Miguel Oliveira Panão (Professor Universitário), Blog & Autor
As redes sociais conseguiram conectar as pessoas mais do que em qualquer outro período da nossa história. Somos relacionais, mas com o envolvimento de milhares de milhões de pessoas podemos afirmar que as redes sociais o demonstram. Por isso, a conectividade digital é uma das invenções humanas mais impressionantes de sempre. Por que razão torna as pessoas tão negativas destruindo a sua capacidade para a empatia?
A conectividade humana é fundamental para a saúde social. Essa conectividade pressupõe a capacidade de escutar o outro, sentir o que sente, e viver no dom de si mesmo. A conectividade digital poderia fortalecer esses relacionamentos se não dominasse tanto a nossa atenção, acabando por distrair dos outros, do que estão a viver, e isolar-nos do mundo, apesar de estarmos digitalmente conectados.
As redes sociais já existiam nos anos 70 do século XX. Jaron Lanier é o pai da Realidade Virtual e um dos mais respeitados filósofos de Silicon Valley. Em ”Dez Argumentos para Apagar as Suas Contas nas Redes Sociais Agora” partilha que
«muitas coisas mudaram nas redes sociais ao longo dos anos, mas a forma básica já existia quando eu comecei a trabalhar com computadores nos finais dos anos 1970s. A rede social que tínhamos na altura consistia em pouco mais do que comentar, apenas um conjunto de pessoas a adicionar texto. Não havia votos em publicações favoritas, ou algoritmos a costumizar o mural. Muito básico.»
Portanto, o que parecia novo, talvez não o seja. Mas o que Lanier partilha a seguir é que me levou a questionar o efeito das redes sociais sobre as pessoas. Diz ele,
«Eu notei algo horrível há tantos anos. Por vezes, vindo do nada, eu entrava numa luta com alguém, ou um grupo de pessoas. Era tão esquisito. Começávamos a insultar-nos uns aos outros, a tentar marcar pontos, colocando-nos debaixo da pele uns dos outros. E sobre coisas incrivelmente estúpidas, por exemplo, se alguém sabia ou não sobre o que estava a falar em relação a marcas de pianos. A sério.»
A banalidade já existia, mas com a facilidade actual de comentar nas redes sociais através de dispositivos móveis, ao preço da chuva — por assim dizer — e ser notificado 24/24, 365 dias por ano, talvez fosse espectável que a massificação da negatividade acontecesse.
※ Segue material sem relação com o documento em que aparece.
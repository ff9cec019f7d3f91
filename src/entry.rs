/// A key-value pair stored in a node. Ordering of entries is decided by the owning collection's
/// comparator, so `Entry` carries no ordering of its own.
#[derive(Clone, Debug, PartialEq)]
pub struct Entry<T, U> {
    pub key: T,
    pub value: U,
}

impl<T, U> Entry<T, U> {
    pub fn into_pair(self) -> (T, U) {
        (self.key, self.value)
    }
}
O próprio Papa Francisco acabou por reconhecê-lo e incluir essa realidade na sua última Carta Encíclica Fratelli Tutti.
«44. Ao mesmo tempo que defendem o próprio isolamento consumista e acomodado, as pessoas escolhem vincular-se de maneira constante e obsessiva. Isto favorece o pululamento de formas insólitas de agressividade, com insultos, impropérios, difamação, afrontas verbais até destroçar a figura do outro, num desregramento tal que se existisse no contacto pessoal acabaríamos todos por nos destruir entre nós. A agressividade social encontra um espaço de ampliação incomparável nos dispositivos móveis e nos computadores.»
Depois existe a questão da empatia, em que nos colocamos no lugar do outro como na expressão — ”não julgues alguém até teres caminhado um kilómetro nos seus sapatos.”
As redes sociais causam filtros-bolha. Isto é, os algoritmos apresentam no teu mural o que pessoas como tu pensa, a não ser que visões opostas sejam mais irritantes, e, nesse caso, os algoritmos prevejam que a tua interação com essas publicações (através dos comentários) seja maior, implicando mais tempo de ecrã. O Papa Francisco reconhece estes filtros-bolha quando diz,
«47. A verdadeira sabedoria pressupõe o encontro com a realidade. Hoje, porém, tudo se pode produzir, dissimular, modificar. Isto faz com que o encontro direto com as limitações da realidade se torne insuportável. Em consequência, implementa-se um mecanismo de «seleção», criando-se o hábito de separar imediatamente o que gosto daquilo que não gosto, as coisas atraentes das desagradáveis. A mesma lógica preside à escolha das pessoas com quem se decide partilhar o mundo. Assim, as pessoas ou situações que feriam a nossa sensibilidade ou nos causavam aversão, hoje são simplesmente eliminadas nas redes virtuais, construindo um círculo virtual que nos isola do mundo em que vivemos.»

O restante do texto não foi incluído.